─── EXERCISE MATERIALS ───
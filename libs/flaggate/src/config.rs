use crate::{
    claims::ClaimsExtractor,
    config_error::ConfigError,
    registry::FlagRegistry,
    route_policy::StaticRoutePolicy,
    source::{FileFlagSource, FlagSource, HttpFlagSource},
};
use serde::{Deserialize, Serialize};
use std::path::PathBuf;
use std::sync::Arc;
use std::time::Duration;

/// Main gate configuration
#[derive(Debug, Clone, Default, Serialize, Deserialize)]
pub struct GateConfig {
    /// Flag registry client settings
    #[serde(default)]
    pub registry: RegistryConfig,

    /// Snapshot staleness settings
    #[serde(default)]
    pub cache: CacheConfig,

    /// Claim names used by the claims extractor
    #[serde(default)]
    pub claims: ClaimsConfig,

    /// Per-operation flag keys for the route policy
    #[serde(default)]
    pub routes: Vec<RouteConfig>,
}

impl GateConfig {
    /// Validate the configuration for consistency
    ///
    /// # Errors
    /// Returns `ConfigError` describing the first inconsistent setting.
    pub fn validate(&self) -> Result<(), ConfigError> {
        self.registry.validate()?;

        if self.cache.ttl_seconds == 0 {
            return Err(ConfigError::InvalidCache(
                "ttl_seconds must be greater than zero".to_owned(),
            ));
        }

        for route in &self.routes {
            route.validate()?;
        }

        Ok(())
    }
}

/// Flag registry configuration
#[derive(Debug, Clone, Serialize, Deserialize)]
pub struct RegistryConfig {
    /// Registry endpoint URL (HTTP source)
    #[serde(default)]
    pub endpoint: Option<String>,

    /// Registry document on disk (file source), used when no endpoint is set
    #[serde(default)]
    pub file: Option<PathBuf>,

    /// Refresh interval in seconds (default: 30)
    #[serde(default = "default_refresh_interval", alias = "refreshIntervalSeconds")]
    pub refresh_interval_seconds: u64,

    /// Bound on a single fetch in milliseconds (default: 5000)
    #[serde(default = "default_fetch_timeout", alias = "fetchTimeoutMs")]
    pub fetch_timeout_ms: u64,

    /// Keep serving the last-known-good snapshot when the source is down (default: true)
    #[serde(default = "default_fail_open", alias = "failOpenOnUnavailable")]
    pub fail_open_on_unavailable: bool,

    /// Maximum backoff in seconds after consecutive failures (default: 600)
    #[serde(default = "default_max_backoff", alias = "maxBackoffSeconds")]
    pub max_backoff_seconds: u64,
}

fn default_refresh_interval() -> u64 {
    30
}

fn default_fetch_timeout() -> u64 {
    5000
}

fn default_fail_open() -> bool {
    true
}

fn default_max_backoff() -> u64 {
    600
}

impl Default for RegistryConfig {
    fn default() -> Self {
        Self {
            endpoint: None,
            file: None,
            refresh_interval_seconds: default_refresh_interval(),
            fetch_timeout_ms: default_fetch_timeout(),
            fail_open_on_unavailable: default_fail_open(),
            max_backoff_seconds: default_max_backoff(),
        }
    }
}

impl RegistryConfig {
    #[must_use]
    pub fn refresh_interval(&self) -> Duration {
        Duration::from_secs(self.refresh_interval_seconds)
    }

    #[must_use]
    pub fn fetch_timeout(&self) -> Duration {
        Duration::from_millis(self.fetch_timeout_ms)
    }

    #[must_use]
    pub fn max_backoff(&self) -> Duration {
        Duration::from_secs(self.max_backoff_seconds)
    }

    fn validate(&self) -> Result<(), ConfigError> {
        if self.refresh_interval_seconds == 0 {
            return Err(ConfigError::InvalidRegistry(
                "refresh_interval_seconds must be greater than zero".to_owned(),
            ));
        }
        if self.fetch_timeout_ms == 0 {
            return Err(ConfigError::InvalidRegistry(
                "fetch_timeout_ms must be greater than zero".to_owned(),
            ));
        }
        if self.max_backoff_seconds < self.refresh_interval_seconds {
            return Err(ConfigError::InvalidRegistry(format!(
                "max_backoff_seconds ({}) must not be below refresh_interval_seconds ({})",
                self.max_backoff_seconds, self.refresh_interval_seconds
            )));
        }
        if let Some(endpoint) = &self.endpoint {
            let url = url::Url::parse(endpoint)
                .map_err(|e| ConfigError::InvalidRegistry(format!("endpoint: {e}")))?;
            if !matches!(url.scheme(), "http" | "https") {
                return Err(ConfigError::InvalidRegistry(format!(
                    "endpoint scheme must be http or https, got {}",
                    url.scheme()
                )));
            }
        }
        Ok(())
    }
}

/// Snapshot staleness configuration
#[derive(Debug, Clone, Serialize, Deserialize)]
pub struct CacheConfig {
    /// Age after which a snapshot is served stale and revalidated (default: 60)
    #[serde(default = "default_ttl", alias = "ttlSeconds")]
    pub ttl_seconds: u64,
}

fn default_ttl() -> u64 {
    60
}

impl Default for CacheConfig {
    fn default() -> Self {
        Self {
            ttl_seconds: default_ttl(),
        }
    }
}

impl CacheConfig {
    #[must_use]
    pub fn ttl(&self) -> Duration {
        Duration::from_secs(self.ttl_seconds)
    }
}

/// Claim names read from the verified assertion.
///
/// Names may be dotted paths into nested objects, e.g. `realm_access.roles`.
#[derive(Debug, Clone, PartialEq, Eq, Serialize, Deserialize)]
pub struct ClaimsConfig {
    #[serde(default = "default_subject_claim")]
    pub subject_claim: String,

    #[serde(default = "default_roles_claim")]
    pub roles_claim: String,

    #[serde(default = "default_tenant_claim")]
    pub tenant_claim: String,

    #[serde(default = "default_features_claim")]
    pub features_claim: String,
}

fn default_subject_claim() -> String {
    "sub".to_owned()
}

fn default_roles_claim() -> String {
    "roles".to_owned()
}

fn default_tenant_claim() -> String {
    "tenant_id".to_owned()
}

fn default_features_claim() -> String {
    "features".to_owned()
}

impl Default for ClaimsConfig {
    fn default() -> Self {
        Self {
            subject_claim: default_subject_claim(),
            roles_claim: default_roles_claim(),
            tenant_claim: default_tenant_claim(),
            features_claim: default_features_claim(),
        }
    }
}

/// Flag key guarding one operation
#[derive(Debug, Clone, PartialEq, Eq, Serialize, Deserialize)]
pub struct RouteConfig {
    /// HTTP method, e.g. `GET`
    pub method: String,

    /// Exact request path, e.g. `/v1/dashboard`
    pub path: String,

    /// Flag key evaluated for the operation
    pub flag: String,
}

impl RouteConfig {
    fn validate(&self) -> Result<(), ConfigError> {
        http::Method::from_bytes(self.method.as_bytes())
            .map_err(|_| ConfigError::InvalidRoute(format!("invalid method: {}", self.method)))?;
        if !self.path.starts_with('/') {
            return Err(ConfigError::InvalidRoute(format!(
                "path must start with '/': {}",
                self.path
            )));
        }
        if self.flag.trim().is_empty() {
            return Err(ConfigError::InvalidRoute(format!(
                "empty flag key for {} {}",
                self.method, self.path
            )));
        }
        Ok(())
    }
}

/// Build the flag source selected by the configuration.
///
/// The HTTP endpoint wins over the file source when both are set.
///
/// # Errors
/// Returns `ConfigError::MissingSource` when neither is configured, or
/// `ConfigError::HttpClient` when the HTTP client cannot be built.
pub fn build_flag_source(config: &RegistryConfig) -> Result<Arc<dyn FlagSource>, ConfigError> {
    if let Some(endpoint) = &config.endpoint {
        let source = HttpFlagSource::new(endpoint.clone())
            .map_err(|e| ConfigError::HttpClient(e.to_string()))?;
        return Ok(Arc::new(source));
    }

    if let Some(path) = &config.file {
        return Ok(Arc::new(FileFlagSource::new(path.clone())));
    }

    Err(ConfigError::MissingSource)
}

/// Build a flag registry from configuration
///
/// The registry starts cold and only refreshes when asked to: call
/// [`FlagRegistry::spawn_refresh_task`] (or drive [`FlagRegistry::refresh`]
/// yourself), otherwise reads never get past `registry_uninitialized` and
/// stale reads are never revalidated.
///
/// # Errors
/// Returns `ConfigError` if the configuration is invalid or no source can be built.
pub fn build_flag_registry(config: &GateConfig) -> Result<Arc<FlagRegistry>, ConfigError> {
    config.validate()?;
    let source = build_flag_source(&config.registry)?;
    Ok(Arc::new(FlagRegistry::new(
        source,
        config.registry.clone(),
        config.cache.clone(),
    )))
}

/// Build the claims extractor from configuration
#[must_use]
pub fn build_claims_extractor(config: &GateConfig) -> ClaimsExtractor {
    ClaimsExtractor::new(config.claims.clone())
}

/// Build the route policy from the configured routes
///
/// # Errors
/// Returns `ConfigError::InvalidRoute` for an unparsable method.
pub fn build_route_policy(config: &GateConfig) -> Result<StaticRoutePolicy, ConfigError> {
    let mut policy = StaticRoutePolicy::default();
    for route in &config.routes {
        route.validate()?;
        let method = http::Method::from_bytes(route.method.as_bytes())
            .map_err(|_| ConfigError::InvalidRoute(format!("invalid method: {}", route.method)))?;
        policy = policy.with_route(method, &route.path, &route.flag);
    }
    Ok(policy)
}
───
─── EXERCISE MATERIALS ───
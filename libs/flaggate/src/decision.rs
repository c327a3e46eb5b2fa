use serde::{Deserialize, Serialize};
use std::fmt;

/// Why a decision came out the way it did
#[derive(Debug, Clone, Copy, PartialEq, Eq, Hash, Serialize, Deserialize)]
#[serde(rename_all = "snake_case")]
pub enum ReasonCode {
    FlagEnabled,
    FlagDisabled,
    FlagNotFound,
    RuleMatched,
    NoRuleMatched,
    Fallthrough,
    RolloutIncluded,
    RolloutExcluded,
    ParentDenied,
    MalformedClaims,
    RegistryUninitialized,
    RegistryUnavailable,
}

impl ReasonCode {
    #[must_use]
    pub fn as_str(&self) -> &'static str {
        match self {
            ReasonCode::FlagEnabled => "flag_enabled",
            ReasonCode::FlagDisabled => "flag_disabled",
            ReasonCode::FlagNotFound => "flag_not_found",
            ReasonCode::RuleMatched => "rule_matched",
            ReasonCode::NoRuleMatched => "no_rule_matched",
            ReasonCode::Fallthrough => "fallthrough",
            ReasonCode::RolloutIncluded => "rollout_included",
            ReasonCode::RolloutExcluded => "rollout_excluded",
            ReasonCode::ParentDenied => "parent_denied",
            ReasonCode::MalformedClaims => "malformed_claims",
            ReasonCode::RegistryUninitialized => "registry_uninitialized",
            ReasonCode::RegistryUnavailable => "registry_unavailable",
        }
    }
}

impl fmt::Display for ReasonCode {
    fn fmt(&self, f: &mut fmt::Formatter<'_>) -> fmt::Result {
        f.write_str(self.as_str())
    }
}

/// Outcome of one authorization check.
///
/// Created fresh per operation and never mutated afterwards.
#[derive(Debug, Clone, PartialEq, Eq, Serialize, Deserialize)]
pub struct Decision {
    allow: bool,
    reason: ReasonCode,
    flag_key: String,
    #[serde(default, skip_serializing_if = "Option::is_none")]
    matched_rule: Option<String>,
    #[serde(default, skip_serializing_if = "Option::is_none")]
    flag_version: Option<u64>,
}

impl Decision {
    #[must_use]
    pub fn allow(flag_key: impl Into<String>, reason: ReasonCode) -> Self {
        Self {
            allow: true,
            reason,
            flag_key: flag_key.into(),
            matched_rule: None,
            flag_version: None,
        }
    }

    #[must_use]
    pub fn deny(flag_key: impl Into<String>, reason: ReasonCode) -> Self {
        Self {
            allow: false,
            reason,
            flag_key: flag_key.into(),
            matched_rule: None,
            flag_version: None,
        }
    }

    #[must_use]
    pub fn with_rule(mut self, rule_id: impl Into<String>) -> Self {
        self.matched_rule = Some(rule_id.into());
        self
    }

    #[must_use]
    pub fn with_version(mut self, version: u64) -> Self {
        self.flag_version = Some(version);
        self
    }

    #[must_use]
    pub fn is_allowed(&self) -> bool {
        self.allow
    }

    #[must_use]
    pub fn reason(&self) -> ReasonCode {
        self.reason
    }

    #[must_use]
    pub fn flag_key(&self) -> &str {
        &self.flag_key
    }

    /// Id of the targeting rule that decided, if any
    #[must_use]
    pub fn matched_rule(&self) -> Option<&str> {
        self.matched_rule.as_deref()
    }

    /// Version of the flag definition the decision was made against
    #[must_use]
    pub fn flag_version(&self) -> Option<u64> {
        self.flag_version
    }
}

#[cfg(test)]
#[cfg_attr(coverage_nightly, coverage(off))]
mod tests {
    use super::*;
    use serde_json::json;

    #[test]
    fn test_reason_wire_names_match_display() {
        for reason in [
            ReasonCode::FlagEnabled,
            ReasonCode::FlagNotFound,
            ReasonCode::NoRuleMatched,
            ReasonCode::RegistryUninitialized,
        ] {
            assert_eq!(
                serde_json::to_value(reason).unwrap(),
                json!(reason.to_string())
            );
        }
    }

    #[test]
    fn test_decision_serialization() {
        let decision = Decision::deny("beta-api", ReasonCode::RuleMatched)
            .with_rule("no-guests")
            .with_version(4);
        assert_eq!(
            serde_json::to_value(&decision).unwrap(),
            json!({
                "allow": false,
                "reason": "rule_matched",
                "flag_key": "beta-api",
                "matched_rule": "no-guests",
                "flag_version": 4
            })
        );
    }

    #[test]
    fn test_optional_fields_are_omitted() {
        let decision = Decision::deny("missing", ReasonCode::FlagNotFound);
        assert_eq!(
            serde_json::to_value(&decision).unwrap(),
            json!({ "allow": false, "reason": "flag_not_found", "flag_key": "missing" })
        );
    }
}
───
**ASSIGNMENT**
Filter the entries above and return only the lines holding "InvalidRegistry".

**YOUR SOLUTION**
            return Err(ConfigError::InvalidRegistry(
            return Err(ConfigError::InvalidRegistry(
            return Err(ConfigError::InvalidRegistry(format!(
                .map_err(|e| ConfigError::InvalidRegistry(format!("endpoint: {e}")))?;
                return Err(ConfigError::InvalidRegistry(format!(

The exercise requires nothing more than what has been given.